Prevent damage to cords
Consider the location of the cords when you are installing your Christmas decorations. Make sure to prevent extension and electrical cords from harm.
If used outdoors, do not leave cords lying across roads or walkways, check that all connections are watertight, and make sure they won't be snagged by furniture or hit by the vacuum. Make sure that closing windows or doors won't harm electrical wires by keeping them at least 3 feet away from heaters and other heat sources.
What to do with outdoor decorations
Giant yard inflatables are becoming more and more common, but they pose a serious risk to safety, particularly for young children. Their plastic case can be a suffocation threat when not inflated (they must be plugged in to stay upright). When not in use, try to transfer the inflatable to a safe location. Additionally, make sure that no extension wires for any exterior decorations are in the way of trick-or-treaters' general passage.
Check the label before purchasing outside decorations to make sure they are approved for outdoor use. Even cords intended for outdoor usage shouldn't be left in the water that is still. Make sure you have made all the electrical safety checks.
What about indoor decorations?
Make sure any extension cords are kept out of the way of foot traffic and keep all electrical decorations close to wall outlets. Always switch off interior lights and decorations before going to bed, even though it's entertaining (and terrifying) to have them on at night. Additionally, "for indoor use, only" items should always be stored inside!
Please review the information on your lights
You might grab them off the shelf or throw them in your online shopping basket when you first buy light chains and strands of bright pumpkins if you don't pay attention to some crucial statistics.
In order to avoid overloading a circuit, you need to be aware of the wattage of the lights. The lights' suitability for indoor or outdoor use must also be known. Using lights that are solely intended for indoor usage outside your home poses major electrical risks.
Go for safe decorations
When buying electrical decorations, examine the label to make sure they have been deemed safe for use by an organization with national acclaim.
Be careful not to pierce cords with staples or nails when attaching light strings or other lighting decorations as this could harm the insulation.
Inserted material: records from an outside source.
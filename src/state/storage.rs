//! State Storage Backends
//!
//! The store persists one serialized snapshot through [`StateStorage`], so
//! the reducer and store never depend on a concrete medium. Two backends are
//! provided: an in-process [`MemoryStorage`] and a file-backed
//! [`FileStorage`] that keeps the snapshot at `<data_dir>/appState.json`.

use std::fs;
use std::path::{Path, PathBuf};

use log::debug;

use crate::error::{Result, TableEditorError};

/// Fixed key under which the application state is stored.
pub const STORAGE_KEY: &str = "appState";

/// Extension for the snapshot file written by [`FileStorage`].
const SNAPSHOT_EXTENSION: &str = "json";

/// Synchronous byte storage for a single state snapshot.
pub trait StateStorage {
    /// Read the stored snapshot, or `None` if nothing has been saved yet.
    fn load(&self) -> Result<Option<Vec<u8>>>;

    /// Replace the stored snapshot.
    fn save(&mut self, bytes: &[u8]) -> Result<()>;
}

impl<S: StateStorage + ?Sized> StateStorage for Box<S> {
    fn load(&self) -> Result<Option<Vec<u8>>> {
        (**self).load()
    }

    fn save(&mut self, bytes: &[u8]) -> Result<()> {
        (**self).save(bytes)
    }
}

fn check_quota(limit: Option<u64>, bytes: &[u8]) -> Result<()> {
    match limit {
        Some(limit_bytes) if bytes.len() as u64 > limit_bytes => {
            Err(TableEditorError::StorageQuotaExceeded {
                needed_bytes: bytes.len() as u64,
                limit_bytes,
            })
        }
        _ => Ok(()),
    }
}

/// In-memory storage, mainly for tests and embedding.
#[derive(Debug, Clone, Default)]
pub struct MemoryStorage {
    data: Option<Vec<u8>>,
    max_bytes: Option<u64>,
}

impl MemoryStorage {
    /// Create empty storage without a size limit.
    pub fn new() -> Self {
        Self::default()
    }

    /// Create storage that already holds `bytes`.
    pub fn with_data(bytes: impl Into<Vec<u8>>) -> Self {
        Self {
            data: Some(bytes.into()),
            max_bytes: None,
        }
    }

    /// Reject saves larger than `max_bytes`.
    pub fn with_quota(mut self, max_bytes: u64) -> Self {
        self.max_bytes = Some(max_bytes);
        self
    }

    /// The currently stored bytes.
    pub fn data(&self) -> Option<&[u8]> {
        self.data.as_deref()
    }
}

impl StateStorage for MemoryStorage {
    fn load(&self) -> Result<Option<Vec<u8>>> {
        Ok(self.data.clone())
    }

    fn save(&mut self, bytes: &[u8]) -> Result<()> {
        check_quota(self.max_bytes, bytes)?;
        self.data = Some(bytes.to_vec());
        Ok(())
    }
}

/// Storage that keeps the snapshot in a JSON file inside a data directory.
#[derive(Debug, Clone)]
pub struct FileStorage {
    /// Directory holding the snapshot file.
    data_dir: PathBuf,

    /// Optional limit on the snapshot size.
    max_bytes: Option<u64>,
}

impl FileStorage {
    /// Create file storage rooted at `data_dir`. Nothing is touched on disk
    /// until the first save.
    pub fn new(data_dir: &Path) -> Self {
        Self {
            data_dir: data_dir.to_path_buf(),
            max_bytes: None,
        }
    }

    /// Reject saves larger than `max_bytes`.
    pub fn with_quota(mut self, max_bytes: u64) -> Self {
        self.max_bytes = Some(max_bytes);
        self
    }

    /// Get the data directory path.
    pub fn data_dir(&self) -> &Path {
        &self.data_dir
    }

    /// Path of the snapshot file.
    pub fn snapshot_path(&self) -> PathBuf {
        self.data_dir
            .join(format!("{}.{}", STORAGE_KEY, SNAPSHOT_EXTENSION))
    }

    fn temp_path(&self) -> PathBuf {
        self.data_dir
            .join(format!(".{}.{}.tmp", STORAGE_KEY, SNAPSHOT_EXTENSION))
    }
}

impl StateStorage for FileStorage {
    fn load(&self) -> Result<Option<Vec<u8>>> {
        let path = self.snapshot_path();

        if !path.exists() {
            return Ok(None);
        }

        let bytes = fs::read(&path).map_err(|e| TableEditorError::FileReadError {
            path: path.clone(),
            source: e,
        })?;

        debug!("Read {} bytes from {}", bytes.len(), path.display());
        Ok(Some(bytes))
    }

    fn save(&mut self, bytes: &[u8]) -> Result<()> {
        check_quota(self.max_bytes, bytes)?;

        if !self.data_dir.exists() {
            fs::create_dir_all(&self.data_dir).map_err(|e| {
                TableEditorError::DirectoryCreateError {
                    path: self.data_dir.clone(),
                    source: e,
                }
            })?;
        }

        // Write to a sibling temp file first so a failed write never leaves a
        // truncated snapshot behind.
        let temp_path = self.temp_path();
        fs::write(&temp_path, bytes).map_err(|e| TableEditorError::FileWriteError {
            path: temp_path.clone(),
            source: e,
        })?;

        let path = self.snapshot_path();
        fs::rename(&temp_path, &path).map_err(|e| TableEditorError::FileWriteError {
            path: path.clone(),
            source: e,
        })?;

        debug!("Wrote {} bytes to {}", bytes.len(), path.display());
        Ok(())
    }
}

#[cfg(test)]
mod tests {
    use super::*;
    use tempfile::tempdir;

    #[test]
    fn test_memory_storage_starts_empty() {
        let storage = MemoryStorage::new();
        assert!(storage.load().unwrap().is_none());
    }

    #[test]
    fn test_memory_storage_save_replaces() {
        let mut storage = MemoryStorage::with_data(b"old".to_vec());
        storage.save(b"new").unwrap();
        assert_eq!(storage.load().unwrap().as_deref(), Some(&b"new"[..]));
    }

    #[test]
    fn test_memory_storage_quota() {
        let mut storage = MemoryStorage::new().with_quota(4);
        storage.save(b"1234").unwrap();

        let err = storage.save(b"12345").unwrap_err();
        assert!(matches!(
            err,
            TableEditorError::StorageQuotaExceeded {
                needed_bytes: 5,
                limit_bytes: 4
            }
        ));
        // The previous snapshot survives a rejected save.
        assert_eq!(storage.data(), Some(&b"1234"[..]));
    }

    #[test]
    fn test_file_storage_missing_file() {
        let temp = tempdir().unwrap();
        let storage = FileStorage::new(&temp.path().join("nested"));
        assert!(storage.load().unwrap().is_none());
        assert!(!storage.data_dir().exists());
    }

    #[test]
    fn test_file_storage_creates_directory_on_save() {
        let temp = tempdir().unwrap();
        let dir = temp.path().join("nested").join("data");
        let mut storage = FileStorage::new(&dir);

        storage.save(b"{}").unwrap();

        assert!(storage.snapshot_path().exists());
        assert!(storage.snapshot_path().ends_with("appState.json"));
        assert!(!storage.temp_path().exists());
        assert_eq!(storage.load().unwrap().as_deref(), Some(&b"{}"[..]));
    }

    #[test]
    fn test_file_storage_quota_leaves_file_untouched() {
        let temp = tempdir().unwrap();
        let mut storage = FileStorage::new(temp.path()).with_quota(8);
        storage.save(b"small").unwrap();

        let err = storage.save(b"much too large").unwrap_err();
        assert_eq!(err.error_code(), "STORAGE_QUOTA_EXCEEDED");
        assert_eq!(storage.load().unwrap().as_deref(), Some(&b"small"[..]));
    }

    #[test]
    fn test_boxed_storage_delegates() {
        let mut storage: Box<dyn StateStorage> = Box::new(MemoryStorage::new());
        storage.save(b"boxed").unwrap();
        assert_eq!(storage.load().unwrap().as_deref(), Some(&b"boxed"[..]));
    }
}
//! Editor configuration.
//!
//! Resolved from defaults, then environment variables, then command-line
//! flags (applied by the caller through the `with_*` builders).

use std::env;
use std::path::{Path, PathBuf};

use log::warn;

use crate::state::FileStorage;

/// Default directory holding the state snapshot.
pub const DEFAULT_DATA_DIR: &str = ".table-editor";

/// Environment variable overriding the data directory.
pub const DATA_DIR_ENV: &str = "TABLE_EDITOR_DATA_DIR";

/// Environment variable setting a snapshot size limit in bytes.
pub const MAX_STORAGE_BYTES_ENV: &str = "TABLE_EDITOR_MAX_STORAGE_BYTES";

#[derive(Debug, Clone, PartialEq, Eq)]
pub struct EditorConfig {
    /// Directory holding `appState.json`.
    pub data_dir: PathBuf,

    /// Optional limit on the persisted snapshot size.
    pub max_storage_bytes: Option<u64>,
}

impl Default for EditorConfig {
    fn default() -> Self {
        Self::new()
    }
}

impl EditorConfig {
    /// Create a config with the default data directory and no quota.
    pub fn new() -> Self {
        Self {
            data_dir: PathBuf::from(DEFAULT_DATA_DIR),
            max_storage_bytes: None,
        }
    }

    /// Defaults overridden by `TABLE_EDITOR_DATA_DIR` and
    /// `TABLE_EDITOR_MAX_STORAGE_BYTES`. An unparseable quota is ignored
    /// with a warning.
    pub fn from_env() -> Self {
        Self::from_lookup(|key| env::var(key).ok())
    }

    fn from_lookup<F>(lookup: F) -> Self
    where
        F: Fn(&str) -> Option<String>,
    {
        let mut config = Self::new();

        if let Some(dir) = lookup(DATA_DIR_ENV).filter(|d| !d.is_empty()) {
            config.data_dir = PathBuf::from(dir);
        }

        if let Some(raw) = lookup(MAX_STORAGE_BYTES_ENV) {
            match raw.trim().parse::<u64>() {
                Ok(bytes) => config.max_storage_bytes = Some(bytes),
                Err(e) => warn!("Ignoring {}={:?}: {}", MAX_STORAGE_BYTES_ENV, raw, e),
            }
        }

        config
    }

    pub fn with_data_dir(mut self, data_dir: &Path) -> Self {
        self.data_dir = data_dir.to_path_buf();
        self
    }

    pub fn with_max_storage_bytes(mut self, max_bytes: u64) -> Self {
        self.max_storage_bytes = Some(max_bytes);
        self
    }

    /// File storage configured from these settings.
    pub fn file_storage(&self) -> FileStorage {
        let storage = FileStorage::new(&self.data_dir);
        match self.max_storage_bytes {
            Some(max_bytes) => storage.with_quota(max_bytes),
            None => storage,
        }
    }
}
In a similar vein, avoid running cords through windows or entrances where they could be damaged or pinched.
Other things to know:
1: Make sure to inspect the cords for fraying or other damage before plugging them in, just like you would with any holiday lights.
2: Try to avoid crossing pathways with extension cords. To lessen trip dangers, if necessary, tape the cords securely down.
3: Before retiring to bed, extinguish all candles, deflate inflatable yard decorations, and turn off any lights.
Verify electrical wiring for usability
Electrical decorations with frayed wiring or loose plugs should not be used. You can cover the damaged shell with electrical tape if it is only slightly damaged and doesn't expose any bare wires. If not, you should have a new plug installed for you. The best course of action to reduce the risk of fire is to properly dispose of electrical Halloween decorations that are significantly damaged.
Halloween light cables should not be run across any areas where they could pose a tripping hazard. or any other location where a child or animal could get access to the wire and try to gnaw on it. Pay close attention to extension cords as well; whenever possible, we advise against using them.
When decorating, use dry plants with caution
Hay or corn stalks are frequently used as Halloween decorations. That's great, but watch out that they don't come into contact with any electrical lighting. A fire could start from a hot bulb.
Last but not least, there is absolutely no need for open flames
Why light your jack-o-lanterns with candles when doing so could cause a fire or injury? Use an LED light that is the battery- or rechargeable-powered instead. Hence, must follow all the important electrical safety guidelines mentioned above.